As city leaders invoke public safety in e-tax campaign, police and fire unions have yet to take a position on the vote
When Kansas City political and civic leaders urge local voters to renew the earnings tax, they sound a similar refrain: Without the earnings tax, the city will lose lots of cops and firefighters.
And that’s true.
Over the last 10 years, most non-public safety departments at City Hall have lost about half their staffs because of the recession and subsequent budget cuts while the earnings tax has been in place.
But public-safety headcounts have remained relatively the same through those 10 years. If the city loses $230 million in general fund revenue that comes from the earnings and business profits of Kansas City employees and residents, there’s little left to cut other than public safety.
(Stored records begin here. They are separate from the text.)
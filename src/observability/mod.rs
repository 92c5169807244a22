//! Observability subsystem.
//!
//! # Data Flow
//! ```text
//! Selectors and outcome reporting produce:
//!     → logging.rs (structured log events)
//!     → metrics.rs (counters, gauges)
//!
//! Consumers:
//!     → Log aggregation (stdout, JSON)
//!     → Metrics endpoint (Prometheus scrape)
//! ```

pub mod logging;
pub mod metrics;
//! Configuration management subsystem.
//!
//! # Data Flow
//! ```text
//! config file (TOML)
//!     → loader.rs (parse & deserialize)
//!     → validation.rs (semantic checks)
//!     → BalancerConfig (validated, immutable)
//!     → UpstreamManager builds one PeerRegistry per group
//!
//! On file change:
//!     watcher.rs detects change
//!     → loader.rs loads new config
//!     → validation.rs validates
//!     → UpstreamManager::reload reconfigures registries in place
//! ```
//!
//! # Design Decisions
//! - Config is immutable once loaded; changes require full reload
//! - All optional fields have defaults to allow minimal configs
//! - Zero total weight is rejected here, never at selection time

pub mod loader;
pub mod schema;
pub mod validation;
pub mod watcher;

pub use loader::{load_config, parse_config, ConfigError};
pub use schema::{BalanceMethod, BalancerConfig, ObservabilityConfig, PeerConfig, UpstreamConfig};
pub use validation::ValidationError;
Despite their job security being invoked by earnings tax proponents, Kansas City’s two biggest public safety unions have yet to stake out a position on the earnings tax. Neither has made a financial contribution to the campaign committee devoted to renewing the tax.
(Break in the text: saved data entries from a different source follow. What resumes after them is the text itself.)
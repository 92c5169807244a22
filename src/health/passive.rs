//! Passive health checking (failure detection).
//!
//! # Responsibilities
//! - Observe connection outcomes reported by the caller
//! - Count failures within the peer's failure window
//! - Release the connection slot taken at selection time
//!
//! # Design Decisions
//! - A failure also lowers the peer's effective weight for round robin; it
//!   recovers by one per round-robin pick
//! - A success only clears the counter when the last failure happened before
//!   the current window started
//! - A lone peer is never marked failed

use std::time::Instant;

use crate::load_balancer::{registry::PeerRegistry, round_robin::RoundRobinState};
use crate::observability::metrics;

/// How the connection attempt to the selected peer ended.
#[derive(Debug, Clone, Copy, PartialEq, Eq)]
pub enum PeerOutcome {
    Success,
    Failed,
}

/// Report the outcome for the request's current peer.
pub fn free_peer(registry: &PeerRegistry, state: &mut RoundRobinState, outcome: PeerOutcome) {
    free_peer_at(registry, state, outcome, Instant::now())
}

/// Same as [`free_peer`] as of `now`.
pub fn free_peer_at(
    registry: &PeerRegistry,
    state: &mut RoundRobinState,
    outcome: PeerOutcome,
    now: Instant,
) {
    let Some(handle) = state.current.take() else {
        return;
    };

    let mut peers = registry.write();
    let single = peers.is_single();
    let Some(index) = peers.resolve(&handle) else {
        tracing::debug!(
            group = %registry.name(),
            index = handle.index(),
            "Released peer was removed by reconfiguration"
        );
        return;
    };
    let Some(peer) = peers.get_mut(index) else {
        return;
    };

    if !single {
        match outcome {
            PeerOutcome::Failed => {
                peer.fails += 1;
                peer.accessed = Some(now);
                peer.checked = now;

                if peer.max_fails > 0 {
                    peer.effective_weight -= i64::from(peer.weight / peer.max_fails);

                    if peer.fails >= peer.max_fails {
                        tracing::warn!(
                            group = %registry.name(),
                            peer = %peer.name,
                            fails = peer.fails,
                            "Upstream server temporarily disabled"
                        );
                    }
                }

                if peer.effective_weight < 0 {
                    peer.effective_weight = 0;
                }

                metrics::record_peer_failure(registry.name(), &peer.name);
            }
            PeerOutcome::Success => {
                // window was reset by a selection after the last failure
                if peer.accessed.is_some_and(|accessed| accessed < peer.checked) {
                    peer.fails = 0;
                }
            }
        }
    }

    peer.conns = peer.conns.saturating_sub(1);
    metrics::record_active_connections(registry.name(), &peer.name, peer.conns);
}

#[cfg(test)]
mod tests {
    use super::*;
    use crate::load_balancer::{peer::Peer, round_robin::RoundRobin, PeerSelector};
    use std::sync::Arc;
    use std::time::Duration;

    fn registry(count: usize) -> Arc<PeerRegistry> {
        let peers = (0..count)
            .map(|i| Peer::new(format!("127.0.0.1:{}", 8080 + i).parse().unwrap(), 2))
            .collect();
        Arc::new(PeerRegistry::new("web", peers).unwrap())
    }

    #[test]
    fn test_failure_marks_peer_failed() {
        let registry = registry(2);
        let lb = RoundRobin::new(registry.clone());
        let now = Instant::now();

        let mut state = lb.init_peer(None);
        let target = lb.select_at(&mut state, now).unwrap();
        assert_eq!(registry.read().get(target.index).unwrap().conns, 1);

        free_peer_at(&registry, &mut state, PeerOutcome::Failed, now);
        assert_eq!(state.current(), None);

        let peers = registry.read();
        let peer = peers.get(target.index).unwrap();
        assert_eq!(peer.fails, 1);
        assert_eq!(peer.conns, 0);
        assert_eq!(peer.checked, now);
        assert_eq!(peer.effective_weight, 0);
        assert!(peer.is_failed(now));
    }

    #[test]
    fn test_success_clears_failures_after_window() {
        let registry = registry(2);
        let lb = RoundRobin::new(registry.clone());
        let start = Instant::now();

        let mut state = lb.init_peer(None);
        let target = lb.select_at(&mut state, start).unwrap();
        free_peer_at(&registry, &mut state, PeerOutcome::Failed, start);

        // inside the window a success does not reset the counter
        let mut state = lb.init_peer(None);
        state.current = Some(registry.read().handle(target.index));
        free_peer_at(&registry, &mut state, PeerOutcome::Success, start);
        assert_eq!(registry.read().get(target.index).unwrap().fails, 1);

        // a selection after the window expires opens a new one
        let later = start + Duration::from_secs(11);
        registry
            .write()
            .get_mut(target.index)
            .unwrap()
            .refresh_checked(later);

        let mut state = lb.init_peer(None);
        state.current = Some(registry.read().handle(target.index));
        free_peer_at(&registry, &mut state, PeerOutcome::Success, later);
        assert_eq!(registry.read().get(target.index).unwrap().fails, 0);
    }

    #[test]
    fn test_single_peer_never_fails() {
        let registry = registry(1);
        let lb = RoundRobin::new(registry.clone());

        let mut state = lb.init_peer(None);
        lb.select(&mut state).unwrap();
        free_peer(&registry, &mut state, PeerOutcome::Failed);

        let peers = registry.read();
        assert_eq!(peers.get(0).unwrap().fails, 0);
        assert_eq!(peers.get(0).unwrap().conns, 0);
    }

    #[test]
    fn test_without_current_peer_is_noop() {
        let registry = registry(2);
        let mut state = RoundRobinState::new(&registry.read());
        free_peer(&registry, &mut state, PeerOutcome::Failed);
        assert!(registry.read().list().iter().all(|p| p.fails == 0));
    }
}
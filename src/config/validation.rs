//! Configuration validation.
//!
//! # Responsibilities
//! - Semantic validation (serde handles syntactic)
//! - Validate value ranges (weights > 0, addresses parse)
//! - Reject groups that cannot be balanced (no peers, zero total weight)
//!
//! # Design Decisions
//! - Returns all validation errors, not just first
//! - Validation is pure function: BalancerConfig → Result<(), Vec<ValidationError>>
//! - Runs before config is accepted into the system

use std::collections::HashSet;
use std::net::SocketAddr;
use thiserror::Error;

use crate::config::schema::{BalancerConfig, UpstreamConfig};

/// A single semantic problem in the configuration.
#[derive(Debug, Clone, PartialEq, Eq, Error)]
pub enum ValidationError {
    #[error("upstream with empty name")]
    EmptyGroupName,

    #[error("duplicate upstream \"{0}\"")]
    DuplicateGroup(String),

    #[error("upstream \"{0}\" has no peers")]
    NoPeers(String),

    #[error("upstream \"{group}\": peer {peer} has zero weight")]
    ZeroWeight { group: String, peer: String },

    #[error("upstream \"{group}\": invalid peer address \"{address}\"")]
    InvalidAddress { group: String, address: String },

    #[error("upstream \"{0}\": total weight overflows")]
    WeightOverflow(String),

    #[error("invalid metrics address \"{0}\"")]
    InvalidMetricsAddress(String),
}

/// Validate the whole configuration.
pub fn validate_config(config: &BalancerConfig) -> Result<(), Vec<ValidationError>> {
    let mut errors = upstreams_errors(&config.upstreams);

    let observability = &config.observability;
    if observability.metrics_enabled
        && observability.metrics_address.parse::<SocketAddr>().is_err()
    {
        errors.push(ValidationError::InvalidMetricsAddress(
            observability.metrics_address.clone(),
        ));
    }

    if errors.is_empty() {
        Ok(())
    } else {
        Err(errors)
    }
}

/// Validate a set of upstream groups, including name uniqueness.
pub fn validate_upstreams(upstreams: &[UpstreamConfig]) -> Result<(), Vec<ValidationError>> {
    let errors = upstreams_errors(upstreams);
    if errors.is_empty() {
        Ok(())
    } else {
        Err(errors)
    }
}

/// Validate a single upstream group.
pub fn validate_upstream(upstream: &UpstreamConfig) -> Result<(), Vec<ValidationError>> {
    let errors = upstream_errors(upstream);
    if errors.is_empty() {
        Ok(())
    } else {
        Err(errors)
    }
}

fn upstreams_errors(upstreams: &[UpstreamConfig]) -> Vec<ValidationError> {
    let mut errors = Vec::new();
    let mut seen = HashSet::new();

    for upstream in upstreams {
        if !upstream.name.is_empty() && !seen.insert(upstream.name.as_str()) {
            errors.push(ValidationError::DuplicateGroup(upstream.name.clone()));
        }
        errors.extend(upstream_errors(upstream));
    }

    errors
}

fn upstream_errors(upstream: &UpstreamConfig) -> Vec<ValidationError> {
    let mut errors = Vec::new();
    let group = &upstream.name;

    if group.is_empty() {
        errors.push(ValidationError::EmptyGroupName);
    }

    if upstream.peers.is_empty() {
        errors.push(ValidationError::NoPeers(group.clone()));
        return errors;
    }

    let mut total: u32 = 0;
    let mut overflow = false;

    for peer in &upstream.peers {
        if peer.address.parse::<SocketAddr>().is_err() {
            errors.push(ValidationError::InvalidAddress {
                group: group.clone(),
                address: peer.address.clone(),
            });
        }

        if peer.weight == 0 {
            errors.push(ValidationError::ZeroWeight {
                group: group.clone(),
                peer: peer.display_name().to_string(),
            });
        }

        match total.checked_add(peer.weight) {
            Some(sum) => total = sum,
            None => overflow = true,
        }
    }

    if overflow {
        errors.push(ValidationError::WeightOverflow(group.clone()));
    }

    errors
}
“At this point, we have not taken an official position on the vote,” says Brad Lemon, president of the Fraternal Order of Police Lodge No. 99, which represents employees of the Kansas City Police Department.
And neither has the International Association of Fire Fighters Local. 42, which represents employees of the Kansas City Fire Department.
Bill Galvin, president of of the IAFF Local No. 42, tells The Pitch that while his union supports the concept of the earnings tax, the union itself has not made an endorsement of the earnings tax campaign.
IAFF Local No. 42 is currently in negotiations with City Hall over a labor contract.
“We’re at a stall there,” Galvin says of those negotiations. “I’d like to get a contract first. The city is trying to get money, and we’d like some money, too.
Galvin says that 45 percent of his union’s members haven’t gotten a raise in five years.
“We’re supportive of it [the earnings tax],” Galvin says. “We can’t spend our members’ dollars if we don’t get money in return.”
Steve Glorioso, a spokesman for the pro-earnings tax campaign committee, tells The Pitch he expects the unions to endorse the earnings tax campaign by the April 5 election day.
“They both understand how important it is to public safety,” Glorioso says, adding that the union for fire department management has endorsed the earnings tax.